秘書のスコアーさんが布を取り出すと、そのうえにぺしゃんこになった弾が置かれる。
スコアーさんは片メガネをポケットからだして弾だったものを観察する。
「細かい粉のようですね。何らかの方法で球形に押し固めていたのでしょう。材質は?」
「えっ、あっ……生成分解の……バイオ弾?えー、自然に還るプラスチック?だったはずです」
「何ですかそのプラスチックというのは」
「すいませんどういう風に作られたのかよく分かってません。とりあえず便利だから使ってました」
バイオ弾はデンプンからできているポリマーだとか聞いたような気がするけど、デンプンポリマーって存在するんだろうか。
知らなくても使えるからそれでいいと思ってたけど、まさかこんな所で困るとは思っていなかった。
もっと勉強しておけばよかった。
「危険な成分ではないんですか?」
「食べられないと思うけど、成分分解性なんで、長い時間をかければ自然に還っていきます。アゴが強ければ……調理次第で食べられる?いや食べたらダメですよ」
「食べられるかは聞いてません。……私はそんな何でも食べるように見えますか?」
「いえ、危険かどうか聞かれたので」
スコアーさんの目が鋭く細められた。ヤバそうなので話題を変えなくては。
「それより、コロバスを倒した方法なんですが、こっちの別の弾を使ったんです。
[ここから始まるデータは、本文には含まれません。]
//! Tetrahedron faces and the keys used to match them.
//!
//! Local face `j` is the triangle opposite local vertex `j`. Two tetrahedra
//! share a face exactly when the sorted vertex triples of their faces are
//! equal, whatever the local numbering on either side.

use serde::{Deserialize, Serialize};

/// Local vertex positions of each face, outward for a positively oriented
/// tetrahedron (`det(v1 - v0, v2 - v0, v3 - v0) > 0`).
pub const FACE_VERTICES: [[usize; 3]; 4] = [[1, 2, 3], [2, 0, 3], [3, 0, 1], [0, 2, 1]];

/// Hash weights applied to `(min, mid, max)`.
const KEY_WEIGHTS: [u64; 3] = [31, 7, 3];

/// Order-independent identity of a triangular face.
#[derive(Debug, Clone, Copy, PartialEq, Eq, Hash, PartialOrd, Ord, Serialize, Deserialize)]
pub struct FaceKey {
    /// Smallest vertex index.
    pub min: u32,
    /// Middle vertex index.
    pub mid: u32,
    /// Largest vertex index.
    pub max: u32,
}

impl FaceKey {
    /// Build the key of a face from its three vertex indices in any order.
    pub fn new(vertices: [u32; 3]) -> Self {
        let [a, b, c] = vertices;
        let (lo, hi) = if a < b { (a, b) } else { (b, a) };
        let (min, mid, max) = if c < lo {
            (c, lo, hi)
        } else if c > hi {
            (lo, hi, c)
        } else {
            (lo, c, hi)
        };
        Self { min, mid, max }
    }

    /// Bucket of this key in a power-of-two table, `mask` being `size - 1`.
    pub fn bucket(&self, mask: usize) -> usize {
        let hash = KEY_WEIGHTS[0]
            .wrapping_mul(self.min as u64)
            .wrapping_add(KEY_WEIGHTS[1].wrapping_mul(self.mid as u64))
            .wrapping_add(KEY_WEIGHTS[2].wrapping_mul(self.max as u64));
        (hash & mask as u64) as usize
    }

    /// The three vertex indices in ascending order.
    pub fn vertices(&self) -> [u32; 3] {
        [self.min, self.mid, self.max]
    }
}
//! Boundary and material-interface triangle extraction.

use serde::{Deserialize, Serialize};
use tetra_mesh::{TetId, TetMesh, Triangle};

use crate::adjacency::Adjacency;
use crate::error::{NeighbourError, Result};

/// Tag of a triangle with no tetrahedron behind it.
pub const BOUNDARY_TAG: i32 = 0;

/// Tag of a triangle separating two regions with different tags.
pub const INTERFACE_TAG: i32 = 1;

/// Extracted surface triangles.
#[derive(Debug, Clone, Default, PartialEq, Serialize, Deserialize)]
pub struct Surface {
    /// Triangles in tetrahedron-then-face order.
    pub triangles: Vec<Triangle>,
    /// Number of triangles tagged [`BOUNDARY_TAG`].
    pub boundary: usize,
    /// Number of triangles tagged [`INTERFACE_TAG`].
    pub interfaces: usize,
}

/// Tag of the triangle emitted for a face of `id` backed by `neighbour`, if any.
///
/// A shared face between two regions is emitted from the higher-indexed
/// side only.
fn emitted_tag(mesh: &TetMesh, id: TetId, neighbour: Option<TetId>) -> Option<i32> {
    match neighbour {
        None => Some(BOUNDARY_TAG),
        Some(other) if id > other && mesh.tet(id).reference != mesh.tet(other).reference => {
            Some(INTERFACE_TAG)
        }
        Some(_) => None,
    }
}

/// Collect the boundary and interface triangles of `mesh`.
///
/// Counts the triangles first so the output is allocated once at its exact
/// size, then fills it in a second identical pass.
pub fn extract_surface(mesh: &TetMesh, adjacency: &Adjacency) -> Result<Surface> {
    if adjacency.len() != mesh.num_tetrahedra() {
        return Err(NeighbourError::AdjacencyMismatch {
            adjacency: adjacency.len(),
            tetrahedra: mesh.num_tetrahedra(),
        });
    }

    let mut boundary = 0;
    let mut interfaces = 0;
    for (id, slots) in adjacency.iter() {
        for &neighbour in slots {
            match emitted_tag(mesh, id, neighbour) {
                Some(BOUNDARY_TAG) => boundary += 1,
                Some(_) => interfaces += 1,
                None => {}
            }
        }
    }

    let count = boundary + interfaces;
    let mut triangles = Vec::new();
    triangles
        .try_reserve_exact(count)
        .map_err(|_| NeighbourError::Allocation {
            what: "triangle table",
            count,
        })?;

    for (id, slots) in adjacency.iter() {
        let tet = mesh.tet(id);
        for (face, &neighbour) in slots.iter().enumerate() {
            if let Some(tag) = emitted_tag(mesh, id, neighbour) {
                triangles.push(Triangle::new(tet.face(face), tag));
            }
        }
    }
    debug_assert_eq!(triangles.len(), count);

    Ok(Surface {
        triangles,
        boundary,
        interfaces,
    })
}

#[cfg(test)]
mod tests {
    use super::*;
    use tetra_mesh::{Tetrahedron, Vertex};

    fn two_tets(tags: [i32; 2]) -> TetMesh {
        TetMesh::from_tables(
            vec![
                Vertex::new([0.0, 0.0, 0.0], 0),
                Vertex::new([1.0, 0.0, 0.0], 0),
                Vertex::new([0.0, 1.0, 0.0], 0),
                Vertex::new([0.0, 0.0, 1.0], 0),
                Vertex::new([1.0, 1.0, 1.0], 0),
            ],
            vec![
                Tetrahedron::new([1, 2, 3, 4], tags[0]),
                Tetrahedron::new([5, 2, 4, 3], tags[1]),
            ],
        )
    }

    fn linked(mesh: &TetMesh) -> Adjacency {
        let mut adjacency = Adjacency::allocate(mesh.num_tetrahedra()).unwrap();
        let blocks = crate::partition::partition(mesh.num_tetrahedra(), 1);
        let mut views = adjacency.split_blocks(&blocks);
        crate::local::link_local_faces(mesh, &mut views[0]).unwrap();
        drop(views);
        adjacency
    }

    #[test]
    fn test_uniform_tags_hide_shared_face() {
        let mesh = two_tets([4, 4]);
        let surface = extract_surface(&mesh, &linked(&mesh)).unwrap();
        assert_eq!(surface.triangles.len(), 6);
        assert_eq!(surface.boundary, 6);
        assert_eq!(surface.interfaces, 0);
    }

    #[test]
    fn test_interface_emitted_once_from_higher_index() {
        let mesh = two_tets([1, 2]);
        let surface = extract_surface(&mesh, &linked(&mesh)).unwrap();
        assert_eq!(surface.triangles.len(), 7);
        assert_eq!(surface.interfaces, 1);

        // Three boundary faces of tet 1, then face 0 of tet 2.
        assert_eq!(surface.triangles[3], Triangle::new([2, 4, 3], INTERFACE_TAG));
        let tagged = surface
            .triangles
            .iter()
            .filter(|t| t.reference == INTERFACE_TAG)
            .count();
        assert_eq!(tagged, 1);
    }

    #[test]
    fn test_unlinked_tet_emits_all_faces() {
        let mesh = two_tets([1, 1]);
        let adjacency = Adjacency::allocate(2).unwrap();
        let surface = extract_surface(&mesh, &adjacency).unwrap();
        assert_eq!(surface.boundary, 8);
        assert_eq!(surface.triangles[0], Triangle::new([2, 3, 4], BOUNDARY_TAG));
        assert_eq!(surface.triangles[1], Triangle::new([3, 1, 4], BOUNDARY_TAG));
        assert_eq!(surface.triangles[2], Triangle::new([4, 1, 2], BOUNDARY_TAG));
        assert_eq!(surface.triangles[3], Triangle::new([1, 3, 2], BOUNDARY_TAG));
    }

    #[test]
    fn test_mismatched_adjacency_is_rejected() {
        let mesh = two_tets([1, 1]);
        let adjacency = Adjacency::allocate(3).unwrap();
        assert!(matches!(
            extract_surface(&mesh, &adjacency),
            Err(NeighbourError::AdjacencyMismatch {
                adjacency: 3,
                tetrahedra: 2
            })
        ));
    }
}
こっちは衝撃を加えると爆発して火が点きます。残り少ないんで、壊すのはちょっと……」
火炎弾が入った弾倉を取り出してみせる。
「ではあちらの的を撃ってください。それでコロバスを倒したと、我々に証明して見せてください」
「いいんですか?燃えますよ?」
隊長さんのほうに尋ねると、「やってくれ」と頷かれた。
指定されたの10mくらい離れた位置にある、棒に取り付けられた木製の的だ。
10m程度なら、腕も肘も固定できない立射でもたぶん当てられる。的も大きいし。
火炎弾の弾倉をスナイパーライフルにセットしてコッキング。ストックを肩に当てて固定し、片目でスコープをのぞき込む。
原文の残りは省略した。